Listed entries:
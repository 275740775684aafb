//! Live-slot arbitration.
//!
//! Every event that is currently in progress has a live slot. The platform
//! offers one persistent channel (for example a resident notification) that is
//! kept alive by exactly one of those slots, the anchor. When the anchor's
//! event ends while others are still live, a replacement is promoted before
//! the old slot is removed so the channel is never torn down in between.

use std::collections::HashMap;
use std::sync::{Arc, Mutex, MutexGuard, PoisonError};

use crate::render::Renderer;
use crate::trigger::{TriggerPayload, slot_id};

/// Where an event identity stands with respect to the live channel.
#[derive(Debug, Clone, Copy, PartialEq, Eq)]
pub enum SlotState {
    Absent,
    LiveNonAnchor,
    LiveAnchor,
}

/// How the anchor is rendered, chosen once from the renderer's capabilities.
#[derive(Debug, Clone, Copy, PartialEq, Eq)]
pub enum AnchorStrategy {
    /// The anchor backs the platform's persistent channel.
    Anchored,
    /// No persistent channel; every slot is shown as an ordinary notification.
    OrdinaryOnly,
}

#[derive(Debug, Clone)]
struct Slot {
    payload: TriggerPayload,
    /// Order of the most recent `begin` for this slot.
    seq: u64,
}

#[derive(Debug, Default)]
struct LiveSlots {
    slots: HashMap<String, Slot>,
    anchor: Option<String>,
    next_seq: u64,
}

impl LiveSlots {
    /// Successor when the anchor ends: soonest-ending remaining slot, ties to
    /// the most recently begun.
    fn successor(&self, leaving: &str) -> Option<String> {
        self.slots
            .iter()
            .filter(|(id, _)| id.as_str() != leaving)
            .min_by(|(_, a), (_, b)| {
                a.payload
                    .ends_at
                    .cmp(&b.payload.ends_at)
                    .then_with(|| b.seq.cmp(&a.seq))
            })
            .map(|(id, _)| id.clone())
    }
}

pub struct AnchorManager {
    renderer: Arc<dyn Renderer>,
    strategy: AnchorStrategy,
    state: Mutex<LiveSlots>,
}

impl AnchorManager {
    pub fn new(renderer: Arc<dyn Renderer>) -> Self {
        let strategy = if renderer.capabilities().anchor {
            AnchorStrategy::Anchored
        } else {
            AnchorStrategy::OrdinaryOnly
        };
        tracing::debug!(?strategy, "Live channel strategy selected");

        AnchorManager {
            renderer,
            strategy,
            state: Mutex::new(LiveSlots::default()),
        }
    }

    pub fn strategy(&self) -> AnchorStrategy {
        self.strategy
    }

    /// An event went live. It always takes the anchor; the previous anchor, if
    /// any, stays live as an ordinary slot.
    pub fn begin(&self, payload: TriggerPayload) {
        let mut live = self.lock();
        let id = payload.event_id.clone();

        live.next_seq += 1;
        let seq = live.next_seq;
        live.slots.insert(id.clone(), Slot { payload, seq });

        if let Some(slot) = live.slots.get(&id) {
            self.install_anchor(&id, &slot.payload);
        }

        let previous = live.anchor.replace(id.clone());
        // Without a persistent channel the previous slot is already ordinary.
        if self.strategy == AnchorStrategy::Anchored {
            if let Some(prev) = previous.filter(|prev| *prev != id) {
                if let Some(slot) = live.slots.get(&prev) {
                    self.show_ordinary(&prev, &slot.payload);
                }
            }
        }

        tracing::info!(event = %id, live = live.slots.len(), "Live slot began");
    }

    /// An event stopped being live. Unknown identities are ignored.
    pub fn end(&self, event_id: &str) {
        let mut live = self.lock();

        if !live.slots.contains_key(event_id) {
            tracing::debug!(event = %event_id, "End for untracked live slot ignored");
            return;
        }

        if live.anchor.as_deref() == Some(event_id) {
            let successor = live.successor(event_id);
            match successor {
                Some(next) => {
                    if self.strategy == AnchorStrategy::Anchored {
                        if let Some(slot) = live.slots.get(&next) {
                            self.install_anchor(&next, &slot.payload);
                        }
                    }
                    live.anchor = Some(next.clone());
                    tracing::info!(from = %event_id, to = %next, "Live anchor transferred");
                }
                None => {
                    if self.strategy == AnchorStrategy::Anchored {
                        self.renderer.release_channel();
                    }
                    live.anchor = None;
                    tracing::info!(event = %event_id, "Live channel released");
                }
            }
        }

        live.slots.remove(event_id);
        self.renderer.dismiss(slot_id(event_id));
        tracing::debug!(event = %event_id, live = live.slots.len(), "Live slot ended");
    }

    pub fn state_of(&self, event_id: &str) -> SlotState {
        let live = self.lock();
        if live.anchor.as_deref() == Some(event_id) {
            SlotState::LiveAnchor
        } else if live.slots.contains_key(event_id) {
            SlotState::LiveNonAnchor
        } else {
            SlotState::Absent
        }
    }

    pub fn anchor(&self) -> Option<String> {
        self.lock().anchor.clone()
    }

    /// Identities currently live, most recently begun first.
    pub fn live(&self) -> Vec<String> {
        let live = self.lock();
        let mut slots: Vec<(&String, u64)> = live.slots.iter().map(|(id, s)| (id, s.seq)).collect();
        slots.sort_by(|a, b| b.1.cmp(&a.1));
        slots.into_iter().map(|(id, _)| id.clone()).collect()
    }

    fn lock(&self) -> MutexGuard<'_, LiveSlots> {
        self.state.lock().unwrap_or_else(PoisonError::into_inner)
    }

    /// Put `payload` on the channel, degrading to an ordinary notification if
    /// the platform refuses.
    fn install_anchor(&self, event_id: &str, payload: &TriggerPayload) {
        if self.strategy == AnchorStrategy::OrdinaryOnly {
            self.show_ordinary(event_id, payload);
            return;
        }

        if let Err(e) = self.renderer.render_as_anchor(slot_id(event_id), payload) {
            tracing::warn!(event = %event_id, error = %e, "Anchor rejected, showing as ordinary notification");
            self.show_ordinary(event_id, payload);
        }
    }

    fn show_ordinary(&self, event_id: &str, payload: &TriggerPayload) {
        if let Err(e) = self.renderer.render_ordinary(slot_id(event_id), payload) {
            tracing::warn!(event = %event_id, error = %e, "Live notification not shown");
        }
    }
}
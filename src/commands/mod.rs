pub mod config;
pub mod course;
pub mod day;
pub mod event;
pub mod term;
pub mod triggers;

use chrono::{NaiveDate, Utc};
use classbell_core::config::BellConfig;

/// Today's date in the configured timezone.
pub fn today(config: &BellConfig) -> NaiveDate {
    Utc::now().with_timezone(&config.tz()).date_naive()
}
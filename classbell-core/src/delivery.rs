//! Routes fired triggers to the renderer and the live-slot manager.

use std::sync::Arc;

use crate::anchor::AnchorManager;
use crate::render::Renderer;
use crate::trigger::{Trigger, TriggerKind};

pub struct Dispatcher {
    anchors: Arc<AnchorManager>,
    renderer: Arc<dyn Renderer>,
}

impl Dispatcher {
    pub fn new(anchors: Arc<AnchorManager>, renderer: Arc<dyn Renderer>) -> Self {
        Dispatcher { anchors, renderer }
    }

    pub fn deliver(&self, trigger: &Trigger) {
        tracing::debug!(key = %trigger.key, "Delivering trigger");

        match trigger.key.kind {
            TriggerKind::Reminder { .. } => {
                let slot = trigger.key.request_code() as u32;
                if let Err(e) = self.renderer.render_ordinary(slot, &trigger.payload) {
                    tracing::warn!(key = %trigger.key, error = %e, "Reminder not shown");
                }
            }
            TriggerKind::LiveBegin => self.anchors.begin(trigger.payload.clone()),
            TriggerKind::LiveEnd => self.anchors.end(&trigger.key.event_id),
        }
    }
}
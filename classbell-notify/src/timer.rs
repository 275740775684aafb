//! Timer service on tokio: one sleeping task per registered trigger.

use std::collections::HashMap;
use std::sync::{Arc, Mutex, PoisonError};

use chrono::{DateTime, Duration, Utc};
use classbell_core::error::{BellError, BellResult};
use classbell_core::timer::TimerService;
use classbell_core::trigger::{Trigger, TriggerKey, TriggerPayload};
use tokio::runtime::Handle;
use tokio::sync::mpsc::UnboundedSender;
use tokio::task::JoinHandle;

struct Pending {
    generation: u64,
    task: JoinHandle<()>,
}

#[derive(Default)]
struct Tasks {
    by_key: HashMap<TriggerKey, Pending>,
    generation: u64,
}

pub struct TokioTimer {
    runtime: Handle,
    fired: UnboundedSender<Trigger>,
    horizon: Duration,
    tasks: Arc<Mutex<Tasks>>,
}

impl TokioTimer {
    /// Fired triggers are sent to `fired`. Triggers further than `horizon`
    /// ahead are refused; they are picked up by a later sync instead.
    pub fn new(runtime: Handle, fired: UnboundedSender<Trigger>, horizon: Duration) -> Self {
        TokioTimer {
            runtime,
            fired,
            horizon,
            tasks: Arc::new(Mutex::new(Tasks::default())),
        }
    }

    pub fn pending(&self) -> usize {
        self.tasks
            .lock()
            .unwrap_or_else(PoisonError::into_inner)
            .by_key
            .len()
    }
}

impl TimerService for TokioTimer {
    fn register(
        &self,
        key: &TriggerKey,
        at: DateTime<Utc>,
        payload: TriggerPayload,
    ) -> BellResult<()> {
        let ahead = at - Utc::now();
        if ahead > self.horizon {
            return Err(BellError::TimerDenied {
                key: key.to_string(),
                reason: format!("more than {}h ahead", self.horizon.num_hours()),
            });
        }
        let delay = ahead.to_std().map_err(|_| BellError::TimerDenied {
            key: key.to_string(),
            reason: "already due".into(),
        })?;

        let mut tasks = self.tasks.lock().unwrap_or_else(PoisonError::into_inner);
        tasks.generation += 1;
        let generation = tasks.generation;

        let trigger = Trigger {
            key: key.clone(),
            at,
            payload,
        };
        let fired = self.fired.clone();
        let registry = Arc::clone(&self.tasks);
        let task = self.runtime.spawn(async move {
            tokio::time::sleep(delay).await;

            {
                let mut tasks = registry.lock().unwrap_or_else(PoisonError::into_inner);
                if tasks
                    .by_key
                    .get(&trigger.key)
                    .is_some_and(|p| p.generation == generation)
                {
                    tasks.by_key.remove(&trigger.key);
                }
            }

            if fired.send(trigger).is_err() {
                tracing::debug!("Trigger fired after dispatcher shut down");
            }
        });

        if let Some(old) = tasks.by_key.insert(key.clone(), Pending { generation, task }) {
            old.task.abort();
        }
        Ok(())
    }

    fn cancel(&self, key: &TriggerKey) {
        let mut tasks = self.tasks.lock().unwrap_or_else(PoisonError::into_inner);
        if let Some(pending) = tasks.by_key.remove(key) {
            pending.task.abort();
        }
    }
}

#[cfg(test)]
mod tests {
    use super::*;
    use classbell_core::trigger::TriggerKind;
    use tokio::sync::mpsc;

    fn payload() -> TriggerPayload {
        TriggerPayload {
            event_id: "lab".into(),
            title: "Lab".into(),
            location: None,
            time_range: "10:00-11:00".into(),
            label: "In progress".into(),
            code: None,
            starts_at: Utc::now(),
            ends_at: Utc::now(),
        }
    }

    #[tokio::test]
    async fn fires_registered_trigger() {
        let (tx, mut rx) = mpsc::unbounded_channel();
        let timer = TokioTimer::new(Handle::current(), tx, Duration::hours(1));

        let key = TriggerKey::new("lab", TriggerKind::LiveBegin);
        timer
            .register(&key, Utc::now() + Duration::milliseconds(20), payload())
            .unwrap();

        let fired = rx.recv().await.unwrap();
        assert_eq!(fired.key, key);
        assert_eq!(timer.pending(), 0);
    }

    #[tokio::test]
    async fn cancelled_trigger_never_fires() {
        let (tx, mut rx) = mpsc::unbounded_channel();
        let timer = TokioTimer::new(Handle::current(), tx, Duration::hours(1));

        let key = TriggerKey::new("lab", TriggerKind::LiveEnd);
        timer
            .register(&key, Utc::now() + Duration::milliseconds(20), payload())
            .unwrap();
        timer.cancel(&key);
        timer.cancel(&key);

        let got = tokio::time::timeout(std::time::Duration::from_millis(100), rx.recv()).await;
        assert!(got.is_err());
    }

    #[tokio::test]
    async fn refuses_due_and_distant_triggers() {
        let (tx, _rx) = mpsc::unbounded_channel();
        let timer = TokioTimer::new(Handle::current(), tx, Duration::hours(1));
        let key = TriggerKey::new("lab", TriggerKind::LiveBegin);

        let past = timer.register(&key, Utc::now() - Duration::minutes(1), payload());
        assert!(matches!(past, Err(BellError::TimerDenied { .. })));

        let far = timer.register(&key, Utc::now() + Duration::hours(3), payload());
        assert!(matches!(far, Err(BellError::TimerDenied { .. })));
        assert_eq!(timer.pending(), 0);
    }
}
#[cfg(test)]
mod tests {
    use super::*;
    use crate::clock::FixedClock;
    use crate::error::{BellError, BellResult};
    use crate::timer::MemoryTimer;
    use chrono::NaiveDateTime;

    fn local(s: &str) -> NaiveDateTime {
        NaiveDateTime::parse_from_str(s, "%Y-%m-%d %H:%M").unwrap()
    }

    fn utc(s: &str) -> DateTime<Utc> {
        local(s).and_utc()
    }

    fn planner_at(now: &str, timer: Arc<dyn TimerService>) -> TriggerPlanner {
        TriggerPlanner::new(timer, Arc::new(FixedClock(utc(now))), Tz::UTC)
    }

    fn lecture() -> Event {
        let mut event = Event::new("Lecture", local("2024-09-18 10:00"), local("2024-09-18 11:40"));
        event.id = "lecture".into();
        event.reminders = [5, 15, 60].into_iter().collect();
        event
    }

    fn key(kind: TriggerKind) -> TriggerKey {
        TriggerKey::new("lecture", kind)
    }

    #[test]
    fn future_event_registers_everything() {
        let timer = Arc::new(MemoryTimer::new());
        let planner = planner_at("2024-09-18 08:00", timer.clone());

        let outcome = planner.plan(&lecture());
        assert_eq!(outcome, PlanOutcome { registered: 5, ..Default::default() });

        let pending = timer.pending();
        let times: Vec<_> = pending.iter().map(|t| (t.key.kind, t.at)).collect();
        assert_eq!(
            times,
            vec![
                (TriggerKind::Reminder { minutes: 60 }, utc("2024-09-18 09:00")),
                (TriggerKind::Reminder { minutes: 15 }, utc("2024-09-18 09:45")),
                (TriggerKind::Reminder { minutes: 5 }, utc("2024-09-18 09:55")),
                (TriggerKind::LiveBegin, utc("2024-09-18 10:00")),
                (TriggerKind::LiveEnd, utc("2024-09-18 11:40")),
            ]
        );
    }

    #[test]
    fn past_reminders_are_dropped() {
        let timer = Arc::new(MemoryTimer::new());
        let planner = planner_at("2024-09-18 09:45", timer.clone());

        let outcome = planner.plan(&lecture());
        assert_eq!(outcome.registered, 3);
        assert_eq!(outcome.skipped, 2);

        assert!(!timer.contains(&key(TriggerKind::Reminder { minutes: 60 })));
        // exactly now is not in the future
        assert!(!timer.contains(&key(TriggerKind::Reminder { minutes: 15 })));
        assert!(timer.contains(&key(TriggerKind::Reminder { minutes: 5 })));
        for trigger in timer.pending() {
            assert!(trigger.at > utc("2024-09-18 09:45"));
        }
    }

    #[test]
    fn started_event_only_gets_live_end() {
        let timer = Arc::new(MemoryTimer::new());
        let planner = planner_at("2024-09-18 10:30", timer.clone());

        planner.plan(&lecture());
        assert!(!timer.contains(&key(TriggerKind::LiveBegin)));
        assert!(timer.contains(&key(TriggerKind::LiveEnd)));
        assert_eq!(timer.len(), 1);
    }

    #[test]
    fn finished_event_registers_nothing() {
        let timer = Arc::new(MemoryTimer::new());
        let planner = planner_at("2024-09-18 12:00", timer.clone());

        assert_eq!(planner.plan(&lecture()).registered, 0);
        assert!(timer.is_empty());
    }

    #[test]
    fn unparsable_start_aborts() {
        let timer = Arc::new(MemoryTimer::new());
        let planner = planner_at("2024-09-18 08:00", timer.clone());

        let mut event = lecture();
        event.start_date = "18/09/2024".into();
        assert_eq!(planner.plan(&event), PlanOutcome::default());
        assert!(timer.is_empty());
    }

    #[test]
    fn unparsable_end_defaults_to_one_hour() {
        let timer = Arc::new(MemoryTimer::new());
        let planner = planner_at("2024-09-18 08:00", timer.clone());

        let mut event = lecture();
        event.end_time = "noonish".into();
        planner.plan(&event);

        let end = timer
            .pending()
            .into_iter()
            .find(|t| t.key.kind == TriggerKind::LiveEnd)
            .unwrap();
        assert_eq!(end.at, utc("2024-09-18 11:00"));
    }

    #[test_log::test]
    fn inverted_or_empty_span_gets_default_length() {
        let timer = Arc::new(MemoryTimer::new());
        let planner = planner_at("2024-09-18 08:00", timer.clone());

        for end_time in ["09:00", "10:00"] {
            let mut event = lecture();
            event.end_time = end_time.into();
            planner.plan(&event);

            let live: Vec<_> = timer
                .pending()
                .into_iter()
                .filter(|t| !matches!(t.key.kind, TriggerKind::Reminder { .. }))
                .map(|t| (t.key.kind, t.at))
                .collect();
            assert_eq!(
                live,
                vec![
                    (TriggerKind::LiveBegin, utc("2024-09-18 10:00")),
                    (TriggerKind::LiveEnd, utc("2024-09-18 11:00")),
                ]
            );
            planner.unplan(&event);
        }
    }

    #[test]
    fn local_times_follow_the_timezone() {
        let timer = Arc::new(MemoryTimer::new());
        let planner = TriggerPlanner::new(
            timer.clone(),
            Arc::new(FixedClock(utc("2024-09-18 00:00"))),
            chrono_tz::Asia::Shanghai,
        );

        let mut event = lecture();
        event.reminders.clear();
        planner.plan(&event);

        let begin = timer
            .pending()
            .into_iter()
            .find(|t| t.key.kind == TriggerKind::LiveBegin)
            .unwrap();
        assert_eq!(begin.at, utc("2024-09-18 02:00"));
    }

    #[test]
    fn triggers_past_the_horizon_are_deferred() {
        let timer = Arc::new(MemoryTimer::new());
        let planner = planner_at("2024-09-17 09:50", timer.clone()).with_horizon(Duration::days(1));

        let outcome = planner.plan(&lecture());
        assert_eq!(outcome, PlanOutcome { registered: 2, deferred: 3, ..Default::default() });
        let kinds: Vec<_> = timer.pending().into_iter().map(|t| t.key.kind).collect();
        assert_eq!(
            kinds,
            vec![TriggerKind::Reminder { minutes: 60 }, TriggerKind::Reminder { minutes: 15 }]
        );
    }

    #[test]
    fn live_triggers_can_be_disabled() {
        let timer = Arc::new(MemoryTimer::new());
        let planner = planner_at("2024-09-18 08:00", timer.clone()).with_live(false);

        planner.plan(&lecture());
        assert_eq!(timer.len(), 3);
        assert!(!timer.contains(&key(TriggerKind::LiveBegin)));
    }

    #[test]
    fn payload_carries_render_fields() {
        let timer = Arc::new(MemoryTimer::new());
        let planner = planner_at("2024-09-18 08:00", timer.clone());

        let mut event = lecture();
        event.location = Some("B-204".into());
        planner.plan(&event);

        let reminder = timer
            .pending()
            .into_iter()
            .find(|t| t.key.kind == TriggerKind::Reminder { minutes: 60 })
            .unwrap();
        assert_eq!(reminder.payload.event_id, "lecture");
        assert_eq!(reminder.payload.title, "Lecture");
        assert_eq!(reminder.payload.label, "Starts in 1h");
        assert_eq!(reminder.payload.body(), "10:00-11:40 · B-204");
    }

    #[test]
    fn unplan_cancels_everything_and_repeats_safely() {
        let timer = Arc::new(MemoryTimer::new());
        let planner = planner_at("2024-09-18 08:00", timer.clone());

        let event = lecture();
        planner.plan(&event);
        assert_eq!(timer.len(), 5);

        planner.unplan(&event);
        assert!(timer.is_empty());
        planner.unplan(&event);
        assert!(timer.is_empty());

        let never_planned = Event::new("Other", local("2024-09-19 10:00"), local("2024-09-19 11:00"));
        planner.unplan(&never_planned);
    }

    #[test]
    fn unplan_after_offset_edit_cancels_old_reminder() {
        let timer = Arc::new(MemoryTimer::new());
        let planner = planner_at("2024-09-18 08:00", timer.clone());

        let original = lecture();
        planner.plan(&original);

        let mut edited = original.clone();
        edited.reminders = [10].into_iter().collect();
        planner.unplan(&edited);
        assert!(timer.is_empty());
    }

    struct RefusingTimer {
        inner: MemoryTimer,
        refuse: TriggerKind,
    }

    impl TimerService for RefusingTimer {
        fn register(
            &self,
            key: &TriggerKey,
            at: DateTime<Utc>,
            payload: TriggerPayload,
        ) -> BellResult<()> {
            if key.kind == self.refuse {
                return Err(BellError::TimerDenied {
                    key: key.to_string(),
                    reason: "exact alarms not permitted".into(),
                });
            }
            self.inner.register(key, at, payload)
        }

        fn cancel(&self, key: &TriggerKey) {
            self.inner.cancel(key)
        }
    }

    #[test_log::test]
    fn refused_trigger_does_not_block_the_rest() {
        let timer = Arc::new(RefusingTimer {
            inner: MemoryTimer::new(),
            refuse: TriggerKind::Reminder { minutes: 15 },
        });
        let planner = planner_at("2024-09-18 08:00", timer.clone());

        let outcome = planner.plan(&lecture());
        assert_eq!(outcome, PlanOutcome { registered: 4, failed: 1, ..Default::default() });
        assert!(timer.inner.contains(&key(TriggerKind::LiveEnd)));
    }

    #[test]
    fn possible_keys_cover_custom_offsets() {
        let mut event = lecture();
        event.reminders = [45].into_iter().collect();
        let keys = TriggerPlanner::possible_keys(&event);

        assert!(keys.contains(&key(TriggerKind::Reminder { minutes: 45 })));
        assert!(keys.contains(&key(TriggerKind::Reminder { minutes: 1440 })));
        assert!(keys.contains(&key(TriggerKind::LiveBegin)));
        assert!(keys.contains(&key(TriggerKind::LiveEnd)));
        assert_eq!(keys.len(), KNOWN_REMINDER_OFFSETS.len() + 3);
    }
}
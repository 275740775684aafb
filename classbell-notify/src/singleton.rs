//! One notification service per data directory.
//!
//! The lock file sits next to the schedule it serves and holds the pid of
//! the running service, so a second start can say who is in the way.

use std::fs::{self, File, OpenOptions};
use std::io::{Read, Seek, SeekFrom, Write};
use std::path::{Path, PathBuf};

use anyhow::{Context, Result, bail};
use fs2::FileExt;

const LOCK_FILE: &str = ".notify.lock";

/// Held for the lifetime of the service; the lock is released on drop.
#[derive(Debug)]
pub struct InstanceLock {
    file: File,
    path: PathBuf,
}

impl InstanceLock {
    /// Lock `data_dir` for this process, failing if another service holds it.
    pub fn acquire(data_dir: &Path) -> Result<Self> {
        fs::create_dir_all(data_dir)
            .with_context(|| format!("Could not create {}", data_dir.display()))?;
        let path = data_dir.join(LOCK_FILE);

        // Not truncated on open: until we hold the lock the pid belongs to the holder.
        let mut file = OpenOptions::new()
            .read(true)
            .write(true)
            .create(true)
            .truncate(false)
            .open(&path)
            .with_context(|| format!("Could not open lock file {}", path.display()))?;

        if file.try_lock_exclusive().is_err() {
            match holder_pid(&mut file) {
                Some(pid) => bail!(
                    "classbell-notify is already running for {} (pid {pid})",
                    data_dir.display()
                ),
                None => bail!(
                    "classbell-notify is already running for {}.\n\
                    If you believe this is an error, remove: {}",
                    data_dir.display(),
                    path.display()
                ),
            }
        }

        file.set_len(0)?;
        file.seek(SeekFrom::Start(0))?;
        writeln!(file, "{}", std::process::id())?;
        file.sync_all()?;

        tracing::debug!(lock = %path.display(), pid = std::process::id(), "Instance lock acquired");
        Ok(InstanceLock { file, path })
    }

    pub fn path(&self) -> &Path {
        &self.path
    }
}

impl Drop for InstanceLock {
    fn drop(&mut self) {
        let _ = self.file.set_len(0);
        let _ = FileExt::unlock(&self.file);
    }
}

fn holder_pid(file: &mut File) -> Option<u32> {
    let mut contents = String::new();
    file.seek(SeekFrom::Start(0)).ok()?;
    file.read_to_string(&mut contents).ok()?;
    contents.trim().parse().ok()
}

Task item: The answer should consist of every line from the listing above that includes the word "UnboundedSender".

Written answer:
use tokio::sync::mpsc::UnboundedSender;
    fired: UnboundedSender<Trigger>,
    pub fn new(runtime: Handle, fired: UnboundedSender<Trigger>, horizon: Duration) -> Self {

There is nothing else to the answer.